Press Freedom Days: The Memorandum on Press Freedom from May 3, 2022 to May 3, 2023 has been launched.

The Independent Journalism Center and eight other non-governmental media organizations (NGOs) point out that several problems affecting the media—reduced resilience during crises, the lack of financial sustainability, difficulties accessing information, and the erosion of public trust in information—persist and need to be effectively and promptly addressed. These findings are reflected in the Memorandum on Press Freedom in the Republic of Moldova for the period May 3, 2022–May 3, 2023, a document launched on the occasion of World Press Freedom Day proclaimed by the UN General Assembly three decades ago.

The memorandum highlights minor improvements in some segments that influence the social mission of the media; however, that progress cannot be classified as a stable trend. The signatories of the document note the harmful effects of the tense political, social, and economic context during the reference period on the activity of a free and independent press.

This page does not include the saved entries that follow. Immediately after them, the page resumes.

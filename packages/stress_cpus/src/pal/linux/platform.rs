use std::io;

use libc::c_ulong;

use crate::pal::Platform;
use crate::pal::linux::{Bindings, BindingsFacade};
use crate::{LogicalProcessor, LogicalProcessorSet, OsThreadId};

/// Singleton instance of `BuildTargetPlatform`, used by public API types
/// to hook up to the correct PAL implementation.
pub(crate) static BUILD_TARGET_PLATFORM: BuildTargetPlatform =
    BuildTargetPlatform::new(BindingsFacade::target());

/// Size of the first affinity query, in mask words. Covers 1024 processors on 64-bit targets.
const INITIAL_QUERY_WORDS: usize = 16;

/// We stop doubling the query buffer once it covers this many processors.
const MAX_QUERY_PROCESSORS: usize = 1 << 20;

const BITS_PER_WORD: usize = c_ulong::BITS as usize;

/// The platform that matches the crate's build target.
#[derive(Debug)]
pub(crate) struct BuildTargetPlatform {
    bindings: BindingsFacade,
}

impl BuildTargetPlatform {
    pub(crate) const fn new(bindings: BindingsFacade) -> Self {
        Self { bindings }
    }
}

impl Platform for BuildTargetPlatform {
    fn pin_thread(
        &self,
        thread: Option<OsThreadId>,
        processors: &LogicalProcessorSet,
    ) -> io::Result<()> {
        // An empty set is rejected by the kernel as EINVAL. We do the same without asking it.
        if processors.is_empty() {
            return Err(io::Error::from_raw_os_error(libc::EINVAL));
        }

        let mask = to_affinity_mask(processors);

        // 0 means current thread.
        self.bindings.sched_setaffinity(thread.unwrap_or(0), &mask)
    }

    fn thread_processors(&self) -> io::Result<LogicalProcessorSet> {
        let mut word_count = INITIAL_QUERY_WORDS;

        loop {
            match self.bindings.sched_getaffinity_current(word_count) {
                Ok(mask) => return Ok(from_affinity_mask(&mask)),
                // EINVAL means the buffer is smaller than the kernel's processor mask.
                Err(e)
                    if e.raw_os_error() == Some(libc::EINVAL)
                        && word_count.saturating_mul(BITS_PER_WORD) < MAX_QUERY_PROCESSORS =>
                {
                    word_count = word_count.saturating_mul(2);
                }
                Err(e) => return Err(e),
            }
        }
    }

    fn current_thread_id(&self) -> OsThreadId {
        self.bindings.gettid()
    }
}

#[expect(
    clippy::arithmetic_side_effects,
    clippy::integer_division,
    reason = "word and bit offsets of a processor index cannot overflow"
)]
fn to_affinity_mask(processors: &LogicalProcessorSet) -> Vec<c_ulong> {
    let highest = processors.iter().last().map_or(0, LogicalProcessor::as_index);
    let mut mask: Vec<c_ulong> = vec![0; highest / BITS_PER_WORD + 1];

    for processor in processors.iter() {
        let index = processor.as_index();

        if let Some(word) = mask.get_mut(index / BITS_PER_WORD) {
            *word |= 1 << (index % BITS_PER_WORD);
        }
    }

    mask
}

#[expect(
    clippy::arithmetic_side_effects,
    reason = "word and bit offsets of a processor index cannot overflow"
)]
fn from_affinity_mask(mask: &[c_ulong]) -> LogicalProcessorSet {
    let mut processors = LogicalProcessorSet::new();

    for (word_index, &word) in mask.iter().enumerate() {
        let mut remaining = word;

        while remaining != 0 {
            let bit = remaining.trailing_zeros() as usize;
            remaining &= remaining - 1;

            let index = word_index * BITS_PER_WORD + bit;
            let index = u32::try_from(index).expect("processor numbers fit in u32");
            processors.set(LogicalProcessor::new(index));
        }
    }

    processors
}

The authors of the memorandum emphasized that 30 years after the declaration of World Press Freedom Day journalists continue to face abusive practices by government authorities despite international treaties and constantly voicing their objections to obstructing press access to information of public interest. The memorandum also highlights condemnable actions by malicious political actors against the press, especially at the regional and local levels. Apart from the challenges to press security that pre-existed the war in Ukraine, the war has generated new risk factors for the media including attacks on the cybersecurity of several press institutions and the danger to which war correspondents are exposed.

The 9 NGOs that signed the memorandum also noted that the attack by the Russian Federation on Ukraine increased the vulnerability of the information space of the Republic of Moldova to hybrid threats; the authorities must streamline their policies and interventions to restore and protect it.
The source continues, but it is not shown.